Without the EFTC, donors can still give to education-focused nonprofits, but without the same level of tax benefit. The credit was specifically designed to maximize the incentive for private giving to K–12 scholarships. Remove the credit, and you remove the incentive structure that makes large-scale private scholarship funding viable.
What’s Really at Stake
This isn’t about one political vote or one piece of legislation. It’s about whether a new mechanism for funding education—one that doesn’t cost public schools a dollar and puts decisions in the hands of families—gets a chance to work.
The EFTC is set to launch in 2027. The infrastructure is being built. States are opting in. SGOs are preparing to distribute scholarships. Families are starting to learn about their options.
The question isn’t whether you agree with every political argument on either side. The question is whether millions of families should have access to scholarship funding that’s paid for by private donors who choose to give. That’s what’s on the table. And that’s what repeal would take away.
No. As of April 2026, 32 Senate Democrats have introduced legislation to repeal the EFTC, but it remains part of the Working Families Tax Cuts and is set to launch in 2027.
No. The EFTC is funded by private donations, not government spending. Repealing it would prevent private money from flowing to families through scholarship granting organizations, but it would not save public funds.

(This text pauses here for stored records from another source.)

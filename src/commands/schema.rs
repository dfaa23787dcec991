//! `schema` - list provider fields

use anyhow::Result;
use chefkit::{EnvDefault, FieldSchema, PROVIDER_FIELDS};
use colored::Colorize;

use crate::Context;
use crate::ui;

pub fn run(ctx: &Context) -> Result<()> {
    ui::header("Provider Fields");

    for field in PROVIDER_FIELDS {
        let marker = if field.required {
            "required".red()
        } else {
            "optional".dimmed()
        };
        println!();
        println!("  {} ({}, {})", field.name.bold(), field.kind, marker);
        if !ctx.quiet {
            ui::dim(field.description);
        }
        if let Some(default) = default_text(field) {
            ui::kv("default", &default);
        }
        if let Some(notice) = field.deprecated {
            ui::kv("deprecated", notice);
        }
    }
    println!();
    Ok(())
}

fn default_text(field: &FieldSchema) -> Option<String> {
    match field.env_default {
        EnvDefault::None => None,
        EnvDefault::Var(var) => Some(format!("${var}")),
        EnvDefault::File(var) => Some(format!("contents of the file named by ${var}")),
    }
}
//! Field validation
//!
//! Validators inspect one proposed value and report problems as
//! human-readable diagnostics. They never touch the network or the
//! filesystem.

use crate::error::{Error, Result};
use serde::Serialize;

/// Warnings and errors collected while validating configuration
#[derive(Debug, Clone, Default, PartialEq, Eq, Serialize)]
pub struct Diagnostics {
    pub warnings: Vec<String>,
    pub errors: Vec<String>,
}

impl Diagnostics {
    /// Create an empty set of diagnostics
    pub fn new() -> Self {
        Self::default()
    }

    /// Record a warning
    pub fn warn(&mut self, msg: impl Into<String>) {
        self.warnings.push(msg.into());
    }

    /// Record an error
    pub fn error(&mut self, msg: impl Into<String>) {
        self.errors.push(msg.into());
    }

    /// Append everything from another set
    pub fn merge(&mut self, other: Diagnostics) {
        self.warnings.extend(other.warnings);
        self.errors.extend(other.errors);
    }

    /// True when no errors were recorded (warnings are allowed)
    pub fn is_ok(&self) -> bool {
        self.errors.is_empty()
    }

    pub fn has_warnings(&self) -> bool {
        !self.warnings.is_empty()
    }

    /// Convert into a `Result`, aggregating every error into one failure.
    ///
    /// Warnings are returned on success so the caller can surface them.
    pub fn into_result(self) -> Result<Vec<String>> {
        if self.errors.is_empty() {
            Ok(self.warnings)
        } else {
            Err(Error::Validation {
                errors: self.errors,
            })
        }
    }
}

/// Validate a Chef server URL.
///
/// The transport appends resource paths directly onto this value, so it
/// must end with `/`.
pub fn validate_endpoint_url(value: &str) -> Diagnostics {
    let mut diags = Diagnostics::new();
    if !value.ends_with('/') {
        diags.error(format!("Chef Server URL {value} must end with a slash"));
    }
    diags
}
//! State normalization
//!
//! Values stored in state are compared as strings across refreshes. These
//! functions rewrite a value into a canonical form so equivalent inputs
//! never show up as a change. Both are idempotent.

use crate::attributes::RawAttribute;
use serde_json::{Map, Value};

/// Canonical form of a structured value that could not be parsed
pub const NO_VALUE: &str = "null";

/// Qualifier the Chef server puts on bare run-list entries
pub const DEFAULT_RUN_LIST_QUALIFIER: &str = "recipe";

/// Canonicalize a JSON object.
///
/// Keys are sorted at every level and all insignificant whitespace is
/// dropped. Anything that is not a JSON object becomes [`NO_VALUE`]; the
/// strict check happens when the value is first accepted, so this never
/// fails.
pub fn normalize_structured(value: &str) -> String {
    match serde_json::from_str::<Map<String, Value>>(value) {
        Ok(object) => serde_json::to_string(&object).unwrap_or_else(|_| NO_VALUE.to_string()),
        Err(e) => {
            log::debug!("Structured value did not parse ({e}), using {NO_VALUE}");
            NO_VALUE.to_string()
        }
    }
}

/// [`normalize_structured`] for an untyped attribute; non-strings become
/// [`NO_VALUE`].
pub fn normalize_structured_attr(value: &RawAttribute) -> String {
    match value {
        RawAttribute::String(s) => normalize_structured(s),
        _ => NO_VALUE.to_string(),
    }
}

/// Qualify a bare run-list entry.
///
/// `"foo"` and `"recipe[foo]"` name the same recipe, and the server always
/// answers with the qualified form. Anything containing `[` is returned
/// as-is; bracket balance and an empty name are not checked.
pub fn normalize_run_list_entry(value: &str) -> String {
    if value.contains('[') {
        value.to_string()
    } else {
        format!("{DEFAULT_RUN_LIST_QUALIFIER}[{value}]")
    }
}

/// Normalize every entry of a run list, keeping order
pub fn normalize_run_list<S: AsRef<str>>(entries: &[S]) -> Vec<String> {
    entries
        .iter()
        .map(|e| normalize_run_list_entry(e.as_ref()))
        .collect()
}
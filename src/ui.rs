use colored::Colorize;

/// Print a success message
pub fn success(msg: &str) {
    println!("{} {}", "✓".green(), msg);
}

/// Print a warning message
pub fn warn(msg: &str) {
    println!("{} {}", "⚠".yellow(), msg);
}

/// Print an error message
pub fn error(msg: &str) {
    eprintln!("{} {}", "✗".red(), msg);
}

/// Print a dim/muted message
pub fn dim(msg: &str) {
    println!("  {}", msg.dimmed());
}

/// Print a header/title
pub fn header(title: &str) {
    println!();
    println!("{}", title.bold());
    println!("{}", "─".repeat(title.chars().count()).dimmed());
}

/// Print a section header
pub fn section(title: &str) {
    println!();
    println!("{}", title.cyan().bold());
}

/// Print a key-value pair
pub fn kv(key: &str, value: &str) {
    println!("  {}: {}", key.dimmed(), value);
}

/// Mask a secret for display, keeping only its size
pub fn redact(secret: &str) -> String {
    if secret.is_empty() {
        "(none)".to_string()
    } else {
        format!("<{} bytes>", secret.len())
    }
}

Approximately 18 million school-age children in families earning under 300% of the area median income would lose access to new scholarship funding that the EFTC was designed to provide.
Twenty-nine states have indicated they will participate when the EFTC launches in 2027. Repeal would eliminate the federal framework and close the pathway for remaining states to participate in the future.
Donors would lose the dollar-for-dollar tax credit of up to $1,700 for donations to qualifying scholarship granting organizations. Without this incentive, large-scale private scholarship funding becomes significantly less viable.